Sunday 7 August 2011

IKUTILAH AKU..(Rasul)

“ Kami tidak mengutus seorang Rasulpun, melainkan dengan bahasa kaumnya, supaya Ia dapat memberikan penjelasan dengan terang kepada mereka “……..dst.
Rasul itu adalah utusan Tuhan. Dia adalah ZAT HIDUP yang menjadi penghubung antara Manusia dengan Tuhan yang Maha Hidup dengan jasad kasar seperti kita ini. Makanya dalam banyak ayat-ayat Kitab Suci kata Rasul-Nya TIDAK DIKAITKAN dengan jasad fisik ( jasmani ) Nabi Muhammad atau Nabi-Nabi yang terdahulu.
Terus mentaati atau mematuhi Rasul bukanlah mematuhi Hadis. Kalau ini yang kita lakukan, maka akan terjadi kepatuhan terhadap wujud jasad fisik seseorang atau imam yang telah mengajarkan Hadis. Ya…inilah namanya mematuhi orang lain atau mengikuti sangkaan pikiran, pendapat orang lain.
Mematuhi Rasul itu adalah mendengarkan dengan seksama suara hati kita, lalu kita wujudkan dan diaplikasikan dalam hidup ini baik melalui diri sendiri maupun melalui tangan orang lain.

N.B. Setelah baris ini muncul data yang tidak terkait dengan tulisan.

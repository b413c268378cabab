//! Entities, imports and references.
//!
//! An `Entity` is one named top-level or class-scoped declaration. Its
//! `SymbolId` (`"{canonical_file_path}::{qualified_name}"`) is the sole
//! identity used across the reference graph, the shield pipeline and the
//! mutation engine.

use std::fmt;
use std::path::{Path, PathBuf};

use serde::{Deserialize, Serialize};

use super::span::{ByteRange, Span};

/// Source language, detected by file extension.
#[derive(Debug, Clone, Copy, PartialEq, Eq, Hash, Serialize, Deserialize)]
pub enum Language {
    Python,
    JavaScript,
    TypeScript,
}

impl Language {
    pub fn from_extension(ext: &str) -> Option<Language> {
        match ext {
            "py" | "pyi" => Some(Language::Python),
            "js" | "jsx" => Some(Language::JavaScript),
            "ts" | "tsx" => Some(Language::TypeScript),
            _ => None,
        }
    }

    pub fn from_path(path: &Path) -> Option<Language> {
        path.extension()
            .and_then(|e| e.to_str())
            .and_then(Language::from_extension)
    }

    pub fn is_js_family(&self) -> bool {
        matches!(self, Language::JavaScript | Language::TypeScript)
    }

    pub fn as_str(&self) -> &'static str {
        match self {
            Language::Python => "python",
            Language::JavaScript => "javascript",
            Language::TypeScript => "typescript",
        }
    }

    /// Source extensions belonging to this language's family.
    pub fn source_extensions(&self) -> &'static [&'static str] {
        match self {
            Language::Python => &["py", "pyi"],
            Language::JavaScript | Language::TypeScript => &["js", "jsx", "ts", "tsx"],
        }
    }
}

/// Kind of a declared entity.
#[derive(Debug, Clone, Copy, PartialEq, Eq, Hash, Serialize, Deserialize)]
pub enum EntityKind {
    Function,
    AsyncFunction,
    Class,
    Method,
    ModuleVariable,
    /// JS/TS `export` declaration; default exports are implicitly protected
    /// in all non-library modes.
    Export {
        default: bool,
    },
}

impl EntityKind {
    pub fn is_class(&self) -> bool {
        matches!(self, EntityKind::Class)
    }

    pub fn is_function_like(&self) -> bool {
        matches!(
            self,
            EntityKind::Function | EntityKind::AsyncFunction | EntityKind::Method
        )
    }
}

/// Why a symbol was spared by the shield pipeline.
///
/// Assigned exactly once, by the first shield that matches.
#[derive(Debug, Clone, Copy, PartialEq, Eq, Hash, Serialize, Deserialize)]
pub enum ProtectionTag {
    Directory,
    Referenced,
    WisdomRule,
    LibraryMode,
    PackageExport,
    ConfigReference,
    MetaprogrammingDanger,
    EntryPoint,
    SqlAlchemyMeta,
    OrmLifecycle,
    PydanticAlias,
    DependencyOverride,
    PytestFixture,
    GrepShield,
}

impl fmt::Display for ProtectionTag {
    fn fmt(&self, f: &mut fmt::Formatter<'_>) -> fmt::Result {
        let name = match self {
            ProtectionTag::Directory => "Directory",
            ProtectionTag::Referenced => "Referenced",
            ProtectionTag::WisdomRule => "WisdomRule",
            ProtectionTag::LibraryMode => "LibraryMode",
            ProtectionTag::PackageExport => "PackageExport",
            ProtectionTag::ConfigReference => "ConfigReference",
            ProtectionTag::MetaprogrammingDanger => "MetaprogrammingDanger",
            ProtectionTag::EntryPoint => "EntryPoint",
            ProtectionTag::SqlAlchemyMeta => "SqlAlchemyMeta",
            ProtectionTag::OrmLifecycle => "OrmLifecycle",
            ProtectionTag::PydanticAlias => "PydanticAlias",
            ProtectionTag::DependencyOverride => "DependencyOverride",
            ProtectionTag::PytestFixture => "PytestFixture",
            ProtectionTag::GrepShield => "GrepShield",
        };
        f.write_str(name)
    }
}

/// Canonical identity of an entity: `"{file_path}::{qualified_name}"`.
#[derive(Debug, Clone, PartialEq, Eq, Hash, PartialOrd, Ord, Serialize, Deserialize)]
pub struct SymbolId(pub String);

impl SymbolId {
    pub fn new(file_path: &Path, qualified_name: &str) -> Self {
        SymbolId(format!("{}::{}", file_path.display(), qualified_name))
    }

    /// Placeholder identity for references that never bound to a definition.
    pub fn unknown(name: &str) -> Self {
        SymbolId(format!("unknown::{}", name))
    }

    pub fn is_unknown(&self) -> bool {
        self.0.starts_with("unknown::")
    }

    pub fn as_str(&self) -> &str {
        &self.0
    }
}

impl fmt::Display for SymbolId {
    fn fmt(&self, f: &mut fmt::Formatter<'_>) -> fmt::Result {
        f.write_str(&self.0)
    }
}

/// A single named declaration extracted from source.
#[derive(Debug, Clone, Serialize, Deserialize)]
pub struct Entity {
    pub name: String,
    pub kind: EntityKind,
    pub file_path: PathBuf,
    pub byte_range: ByteRange,
    /// Byte range of the whole decorated definition when decorators are
    /// present; `byte_range` itself always starts at the declaration keyword.
    pub decorated_byte_range: Option<ByteRange>,
    pub span: Span,
    /// `Class.method` for methods, the plain name otherwise.
    pub qualified_name: String,
    pub parent_class: Option<String>,
    pub base_classes: Vec<String>,
    /// Decorator source fragments, `@` prefix and argument lists included.
    pub decorators: Vec<String>,
    /// Full source text of the declaration (decorators included); feeds the
    /// wisdom registry's substring matching.
    pub text: String,
    pub structural_hash: Option<u64>,
    pub protected_by: Option<ProtectionTag>,
}

impl Entity {
    pub fn symbol_id(&self) -> SymbolId {
        SymbolId::new(&self.file_path, &self.qualified_name)
    }

    /// The byte range a deletion must splice out: the decorated definition
    /// when decorators are present, the declaration alone otherwise.
    pub fn removal_range(&self) -> ByteRange {
        self.decorated_byte_range.unwrap_or(self.byte_range)
    }

    pub fn language(&self) -> Option<Language> {
        Language::from_path(&self.file_path)
    }

    /// Assign the protection tag. Set-once: the first shield wins and later
    /// calls are ignored.
    pub fn protect(&mut self, tag: ProtectionTag) {
        if self.protected_by.is_none() {
            self.protected_by = Some(tag);
        }
    }

    /// `__name__` with more than just the underscores.
    pub fn is_dunder(&self) -> bool {
        is_dunder_name(&self.name)
    }

    pub fn simple_name(&self) -> &str {
        self.qualified_name
            .rsplit('.')
            .next()
            .unwrap_or(&self.qualified_name)
    }
}

pub(crate) fn is_dunder_name(name: &str) -> bool {
    name.starts_with("__") && name.ends_with("__") && name.len() > 4
}

/// One import-like statement, one record per imported name.
///
/// Multi-name imports emit one `Import` per name sharing the same `module`;
/// a bare `import x` has an empty `names` list.
#[derive(Debug, Clone, Serialize, Deserialize)]
pub struct Import {
    pub module: String,
    pub names: Vec<String>,
    pub is_relative: bool,
    /// Number of leading dots for Python relative imports (0 if absolute).
    pub relative_level: u32,
    pub line: u32,
    pub file_path: PathBuf,
}

/// How a reference binds to its target.
#[derive(Debug, Clone, Copy, PartialEq, Eq, Hash, Serialize, Deserialize)]
pub enum ReferenceKind {
    Call,
    Attribute,
    Import,
    TypeHint,
    StringRef,
    Usage,
    Decorator,
    Instantiation,
    Heuristic,
    ConstructorShield,
    InheritanceShield,
}

impl ReferenceKind {
    /// Synthetic references awarded by a shield, not observed in source.
    pub fn is_synthetic(&self) -> bool {
        matches!(
            self,
            ReferenceKind::ConstructorShield
                | ReferenceKind::InheritanceShield
                | ReferenceKind::Heuristic
        )
    }
}

/// A resolved reference in the reference graph.
#[derive(Debug, Clone, PartialEq, Eq, Hash, Serialize, Deserialize)]
pub struct Reference {
    /// File where the reference textually occurs (a config file path for
    /// synthetic string references).
    pub source_file: PathBuf,
    /// Qualified name of the enclosing definition, when known.
    pub source_symbol: Option<String>,
    pub kind: ReferenceKind,
    pub line: u32,
}

/// Pre-resolution reference candidate produced by the ingestion walk.
///
/// Candidates are cached per file and replayed against a fresh definitions
/// table without re-parsing.
#[derive(Debug, Clone, Serialize, Deserialize)]
pub struct CandidateRef {
    pub name: String,
    pub kind: ReferenceKind,
    pub line: u32,
    /// Enclosing class for `self.x` / `cls.x` dispatch, or the inferred
    /// class of the receiver for `v.m()` calls.
    pub class_context: Option<String>,
    /// Definition file resolved from an import, when the referrer imported
    /// the name.
    pub target_file: Option<PathBuf>,
    /// Qualified name of the enclosing definition, when any.
    pub source_symbol: Option<String>,
}

#[cfg(test)]
mod tests {
    use super::*;

    fn entity(name: &str, qualified: &str) -> Entity {
        Entity {
            name: name.to_string(),
            kind: EntityKind::Function,
            file_path: PathBuf::from("/proj/a.py"),
            byte_range: ByteRange::new(0, 10),
            decorated_byte_range: None,
            span: Span::new(1, 0, 1, 10),
            qualified_name: qualified.to_string(),
            parent_class: None,
            base_classes: Vec::new(),
            decorators: Vec::new(),
            text: String::new(),
            structural_hash: None,
            protected_by: None,
        }
    }

    #[test]
    fn test_symbol_id_format() {
        let e = entity("run", "C.run");
        assert_eq!(e.symbol_id().as_str(), "/proj/a.py::C.run");
    }

    #[test]
    fn test_protect_is_set_once() {
        let mut e = entity("f", "f");
        e.protect(ProtectionTag::Referenced);
        e.protect(ProtectionTag::WisdomRule);
        assert_eq!(e.protected_by, Some(ProtectionTag::Referenced));
    }

    #[test]
    fn test_dunder_detection() {
        assert!(is_dunder_name("__init__"));
        assert!(is_dunder_name("__call__"));
        assert!(!is_dunder_name("____"));
        assert!(!is_dunder_name("__x"));
        assert!(!is_dunder_name("init"));
    }

    #[test]
    fn test_language_from_extension() {
        assert_eq!(Language::from_extension("py"), Some(Language::Python));
        assert_eq!(Language::from_extension("tsx"), Some(Language::TypeScript));
        assert_eq!(Language::from_extension("jsx"), Some(Language::JavaScript));
        assert_eq!(Language::from_extension("rs"), None);
    }

    #[test]
    fn test_unknown_symbol_id() {
        let id = SymbolId::unknown("ghost");
        assert!(id.is_unknown());
        assert_eq!(id.as_str(), "unknown::ghost");
    }
}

Kita semua tahu dan sepaham bahwa perilaku seseorang itu dibatasi oleh lingkungan dan zamannya. Sebagai contoh kecil saja jika Nabi berpakaian gamis, maka sesungguhnya Abu Jahal dan abu lahab yang katanya kafirpun juga berpakaian gamis. Kenapa….? ya karena itulah pakaian dan tradisi orang arab. Jika nabi makannya tidak memakai sendok, maka orang-orang Arab lainnya pun demikian. Jika Nabi menggosok gigi memakai “ siwak “ , maka orang Arabpun demikian halnya. Tentu bukan wujud fisiknya yang ditiru sebagaimana yang kita lihat pada gaya sebagian orang di luar Arab sekarang ini. Adanya ayat yang berbunyi “ ikutilah Aku “ sebenarnya nuansanya menjadi bebas dari belenggu ruang dan waktu. Kalau mengikuti “Aku” dipahami mengikuti Nabi Muhammad secara fisikal, maka selesailah sudah perintah itu bagi kita yang tidak melihat Nabi, karena Nabi sudah tidak lagi hadir ditengah-tengah Umatnya.

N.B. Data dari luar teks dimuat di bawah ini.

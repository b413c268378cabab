//! janitor-core: dead-code detection and surgical removal for polyglot repos
//!
//! The engine walks a project root, builds a file-level dependency graph and a
//! symbol-level reference graph, filters false positives through a stack of
//! immortality shields, and (on demand) excises the surviving dead symbols
//! in place while verifying the project's test suite against a baseline
//! failure fingerprint.
//!
//! Pipeline: parsing → extraction → dependency graph → orphans, and
//! parsing → extraction → reference tracking → shield pipeline → kill list.
//! The analysis cache short-circuits any per-file stage on content-hash hit.

pub mod config;
pub mod features;
pub mod pipeline;
pub mod shared;

pub use config::{LanguageSelector, RunOptions};
pub use features::cache::AnalysisCache;
pub use features::config_scan::ConfigReferenceScanner;
pub use features::dep_graph::{DependencyGraphBuilder, FileGraph, ModuleResolver};
pub use features::mutation::{MutationOutcome, SafeMutator};
pub use features::orphans::OrphanDetector;
pub use features::parsing::{EntityExtractor, ParserAdapter};
pub use features::pipeline::ShieldPipeline;
pub use features::references::ReferenceTracker;
pub use features::sandbox::{TestOutcome, TestSandbox};
pub use features::wisdom::WisdomRegistry;
pub use pipeline::{AuditReport, CleanReport, Orchestrator, Verdict};
pub use shared::models::{
    ByteRange, Entity, EntityKind, Import, JanitorError, Language, ProtectionTag, Reference,
    ReferenceKind, Result, Span, SymbolId,
};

Jadi Umat yang sekarang ini ya hanya meniru-niru, “katanya”. Ya kata Kiainya, Ulamanya, Gurunya. Mereka ( para tokoh agama ) tersebut pun tidak akan bisa melakukan klarifikasi atau “ tabayun ” terhadap sesuatu yang telah ditirunya secara turun temurun yang sifatnya “kolektif “. Mengapa….? karena tidak ada gambarnya Rasul dalam berbagai kesempatan dalam kehidupan kita sekarang ini. Yang kita terima hari ini hanyalah kisah-kisah beliau yang sifatnya “ ABSTRAK “. Kalau kita diberi tahu oleh seorang guru bagaimana Rasul itu makan, maka sebenarnya itu adalah “ ABSTRAKSI “ dari guru itu sendiri. Yang pada akhirnya yang kita tiru-tiru itu adalah perilaku fisik dan tindakan guru itu.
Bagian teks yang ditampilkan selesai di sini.